Posted on Sunday 12 July 2009

In the beginning, they were bold, those Dark Siders, Dick Cheney and David Addington. If it were a spy novel, you might see what they did as almost heroic. For example, the illegal domestic surveillance program was instituted rapidly after 9/11, dreamed up by Vice President Dick Cheney and N.S.A. Chief Michael Hayden. Soon, John Yoo was involved, though no one knows exactly when. Whatever the case, it was approved by Attorney General John Ashcroft on the day first he heard about it [but he likely didn’t know what he was approving]. John Yoo seems to be the only person at the DoJ who really knew what they were doing. All of this is a brief summary from the beginning of this post:
But the part I wanted to get to  is  further into the post:
Ashcroft Claims He Wasn’t Fully Briefed on Data Mining Aspects of Program
That all addresses when Ashcroft was read into the program–but not what he learned. At least according to Ashcroft, he was never fully briefed on what are presumably the vacuuming and data-mining aspects of the program [we know this because of all the leaks that make it clear that data mining was the primary issue behind the March 10 confrontation] until after Philbin and Goldsmith replaced Yoo. The IG Report explains:
    In a May 20, 2004 memorandum, Ashcroft wrote that it was not until Philbin and later Goldsmith explained to him that aspects of the NSA’s Other Intelligence Activities were not accurately described in the prior Authorizations that he realized that he had been certifying the Authorizations prior to March 2004 based on a misimpression of those activities.
The IG Report reinforces Ashcroft’s point here. It says that Yoo’s memos left out details on the Other Intelligence Activities that were part of the program.
    Yoo also discussed in his memoranda the legal rationale for Other Intelligence Activities authorized as part of the PSP. To the extent that particular statutes might appear to preclude these activities, Yoo concluded that "we do not believe that Congress may restrict the President’s inherent constitutional powers, which allow him to gather intelligence necessary to defend the nation from direct attack." However, as detailed in Chapter Three of the DOJ OIG report, Yoo’s discussion of some of the Other Intelligence Activities did not accurately describe the scope of these activities. Yoo’s factual description of these activities was later identified by his successors in the Office of Legal Counsel and ODAG in late 2003 as insufficient and presenting a serious impediment to recertification as to form and legality.

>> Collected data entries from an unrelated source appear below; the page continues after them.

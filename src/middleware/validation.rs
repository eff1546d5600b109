// ==============================================================================
// middleware/validation.rs - Request Validation Middleware
// ==============================================================================
// Description: Validate body/params/query against a route's schema before dispatch
// Author: Matt Barham
// Created: 2026-10-18
// Modified: 2026-10-18
// Version: 1.0.0
// ==============================================================================

use axum::{
    body::{Body, Bytes},
    extract::{
        rejection::PathRejection, rejection::QueryRejection, FromRequest, Path, Query, Request,
        State,
    },
    http::{header, HeaderMap, StatusCode},
    middleware::Next,
    response::Response,
};
use serde_json::Value;
use std::collections::HashMap;
use std::sync::Arc;
use tracing::debug;

use crate::error::AppError;
use crate::schema::{RequestPart, ValidationSchema};
use crate::validator::{validate, RequestInput, ValidationError, ValidationErrors};

/// Middleware checking the request against a schema.
///
/// The body is buffered only when the schema declares body rules and is
/// re-attached unchanged for the handler. A non-empty body must be sent as
/// JSON. All violations are reported in one 400 response.
pub async fn validate_request(
    State(schema): State<Arc<ValidationSchema>>,
    params: Result<Path<HashMap<String, String>>, PathRejection>,
    query: Result<Query<HashMap<String, String>>, QueryRejection>,
    request: Request,
    next: Next,
) -> Result<Response, AppError> {
    let mut input = RequestInput::new();
    let mut errors = Vec::new();

    if schema.declares(RequestPart::Params) {
        // Routes without path parameters yield an empty map
        let Path(params) = params.unwrap_or_else(|_| Path(HashMap::new()));
        input = input.with_params(params);
    }

    if schema.declares(RequestPart::Query) {
        match query {
            Ok(Query(query)) => input = input.with_query(query),
            Err(rejection) => errors.push(ValidationError::malformed(
                RequestPart::Query,
                rejection.body_text(),
            )),
        }
    }

    let request = if schema.declares(RequestPart::Body) {
        let (parts, body) = request.into_parts();

        // Buffer through the `Bytes` extractor so the configured body limit applies
        let mut buffered = Request::new(body);
        *buffered.extensions_mut() = parts.extensions.clone();
        let bytes = Bytes::from_request(buffered, &()).await.map_err(|rejection| {
            if rejection.status() == StatusCode::PAYLOAD_TOO_LARGE {
                AppError::PayloadTooLarge
            } else {
                AppError::BadRequest(rejection.body_text())
            }
        })?;

        if bytes.is_empty() {
            input = input.with_body(Value::Null);
        } else if !has_json_content_type(&parts.headers) {
            errors.push(ValidationError::malformed(
                RequestPart::Body,
                "expected Content-Type: application/json",
            ));
        } else {
            match serde_json::from_slice::<Value>(&bytes) {
                Ok(value) => input = input.with_body(value),
                Err(e) => errors.push(ValidationError::malformed(
                    RequestPart::Body,
                    format!("invalid JSON: {}", e),
                )),
            }
        }

        Request::from_parts(parts, Body::from(bytes))
    } else {
        request
    };

    // A malformed body means its fields cannot be inspected; report that alone
    let body_malformed = errors.iter().any(|e| e.part == RequestPart::Body);
    if let Err(ValidationErrors(violations)) = validate(&schema, &input) {
        errors.extend(
            violations
                .into_iter()
                .filter(|v| !(body_malformed && v.part == RequestPart::Body)),
        );
    }

    if !errors.is_empty() {
        debug!(
            schema = schema.name(),
            violations = errors.len(),
            "Request failed validation"
        );
        return Err(AppError::Validation(ValidationErrors(errors)));
    }

    Ok(next.run(request).await)
}

/// `application/json` or any `application/*+json` type, parameters ignored
fn has_json_content_type(headers: &HeaderMap) -> bool {
    let Some(value) = headers.get(header::CONTENT_TYPE).and_then(|v| v.to_str().ok()) else {
        return false;
    };
    let essence = value.split(';').next().unwrap_or_default().trim().to_ascii_lowercase();

    match essence.split_once('/') {
        Some(("application", subtype)) => subtype == "json" || subtype.ends_with("+json"),
        _ => false,
    }
}
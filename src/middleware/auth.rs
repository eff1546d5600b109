// ==============================================================================
// middleware/auth.rs - Bearer Token Authentication Middleware
// ==============================================================================
// Description: Verify Authorization: Bearer JWTs and expose their claims
// Author: Matt Barham
// Created: 2026-10-18
// Modified: 2026-10-18
// Version: 1.0.0
// ==============================================================================
//
// Security: Protected routes carry `require_bearer` as a route layer. The
// token must be HMAC-signed with the shared secret using an allow-listed
// algorithm (HS256) and, if it carries `exp`, must not be expired. Any
// failure is answered with a generic 401 before the handler runs; the
// concrete reason is only logged.
//
// ==============================================================================

use axum::{
    extract::{FromRequestParts, Request, State},
    http::request::Parts,
    middleware::Next,
    response::Response,
};
use axum_extra::{
    headers::{authorization::Bearer, Authorization},
    typed_header::TypedHeaderRejection,
    TypedHeader,
};
use std::sync::Arc;
use tracing::debug;

use crate::security::{AuthError, Claims, TokenVerifier};

/// Middleware that requires a valid bearer token.
///
/// On success the decoded [`Claims`] are stored in request extensions.
pub async fn require_bearer(
    State(verifier): State<Arc<TokenVerifier>>,
    bearer: Result<TypedHeader<Authorization<Bearer>>, TypedHeaderRejection>,
    mut request: Request,
    next: Next,
) -> Result<Response, AuthError> {
    let TypedHeader(Authorization(bearer)) = bearer.map_err(|rejection| {
        if rejection.is_missing() {
            AuthError::MissingCredential
        } else {
            AuthError::Malformed
        }
    })?;

    let claims = verifier.verify(bearer.token())?;
    debug!(username = ?claims.username, "Bearer credential accepted");

    request.extensions_mut().insert(claims);

    Ok(next.run(request).await)
}

/// Authenticated user extracted from verified token claims
///
/// Only available behind [`require_bearer`]; elsewhere the request is
/// rejected with 401 Unauthorized.
///
/// # Example
/// ```rust,ignore
/// async fn my_handler(AuthUser(claims): AuthUser) -> impl IntoResponse {
///     format!("Hello, {}!", claims.username.unwrap_or_default())
/// }
/// ```
#[derive(Debug, Clone)]
pub struct AuthUser(pub Claims);

impl<S> FromRequestParts<S> for AuthUser
where
    S: Send + Sync,
{
    type Rejection = AuthError;

    async fn from_request_parts(parts: &mut Parts, _state: &S) -> Result<Self, Self::Rejection> {
        parts
            .extensions
            .get::<Claims>()
            .cloned()
            .map(AuthUser)
            .ok_or(AuthError::MissingCredential)
    }
}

Given that these "Other Intelligence Activities" are almost certainly the data mining and vacuuming parts of the program, it’s not just FISA that Yoo was blowing off here; it was also the Electronic Communication Protection Act and the Wiretap Act. And, by the time Philbin and Goldsmith discovered the discrepancy between what Yoo had described and what was actually being done, it also violated Congress’ explicit prohibition in the 2004 Defense Appropriations Law against DOD conducting such activity. All of which seems to explain the issues behind Ashcroft’s bring read in on the program. He wasn’t involved in the initial discussions about the program [John Yoo may or may not have been]. And from that point going forward, he took his understanding of the program from Yoo’s description of it–which left out key details about the data mining and vacuum side of things.
Remember "Other Intelligence Activities?" From the IG Report:
"Other Intelligence Activities" apparently means data-mining. As I understand it, data-mining means something like profiling. Look for all calls that have these words in them. I suppose that it’s like Googling, except the database is "all calls." The point is that our laws require "probable cause" for wiretaps or warrants. The results of a data-mining operation are so general that they fall way outside the definitions of "probable cause." So, why all the secrecy and subterfuge? Simple answer – it’s because what they’re doing is illegal under our Constitution’s Bill of Rights:
    Article the sixth… The right of the people to be secure in their persons, houses, papers, and effects, against unreasonable searches and seizures, shall not be violated, and no Warrants shall issue, but upon probable cause, supported by Oath or affirmation, and particularly describing the place to be searched, and the persons or things to be seized.
There’s a specificity to the Article Six Rights that hardly fits data-mining. So, I guess that’s why they wanted to go around the F.I.S.A. Court. It’s hard to argue for a warrant based on some computer search for words or phrases. I’m guessing that some kind of data-mining is the bulk of the President’s Surveillance Program. Big Brother stuff, sure enough…
Mickey @ 9:16 PM

do what Comey did…

Posted on Sunday 12 July 2009

I had a few moments in college when I considered going into Law. My roommate at the time was in Law School. One night, we were talking and he said, "You think being a lawyer is about right and wrong?" He went on to describe the alternative – due process, the right to having the best defense, etc. I didn’t listen too carefully to his explanation. His question had been enough. I’d already decided to move on to something else, because he was on target – I did think it was about right and wrong. If it was about something else, I wasn’t interested. But, over the course of time, I’ve seen or been involved with the legal process more than I would’ve liked, and I’ve been surprised. As confusing and as slow as the judicial system can be, it usually does the right thing [or the right enough thing], even in situations where it didn’t come out like I wanted it to.

 

The C.I.A. Leak case only resulted in a commuted sentence for a lackey – Scooter Libby – but it exposed a lot of the story to people who don’t keep up with such things. It took the vague preoccupations of bloggers into front page newspaper articles and political speeches where it belonged. We finally began to hear people saying things like "… lied to take us to war." And the trial itself gave us the first taste of the now ubiquitous "live blogging" of such events – catapulting the bloggers into the "real" media. The Law didn’t give us everything we wanted because the Law required proof that the parties under suspicion knew that Valerie Plame was a covert agent [it may be true that they didn’t]. But the trial made it clear who did what and why. Patrick Fitzgerald said "there’s a cloud over the Vice Presidency" – and that cloud has never lifted. It’s hard to realize that the Libby Trial ended only a little over two years ago, and look at where we are now.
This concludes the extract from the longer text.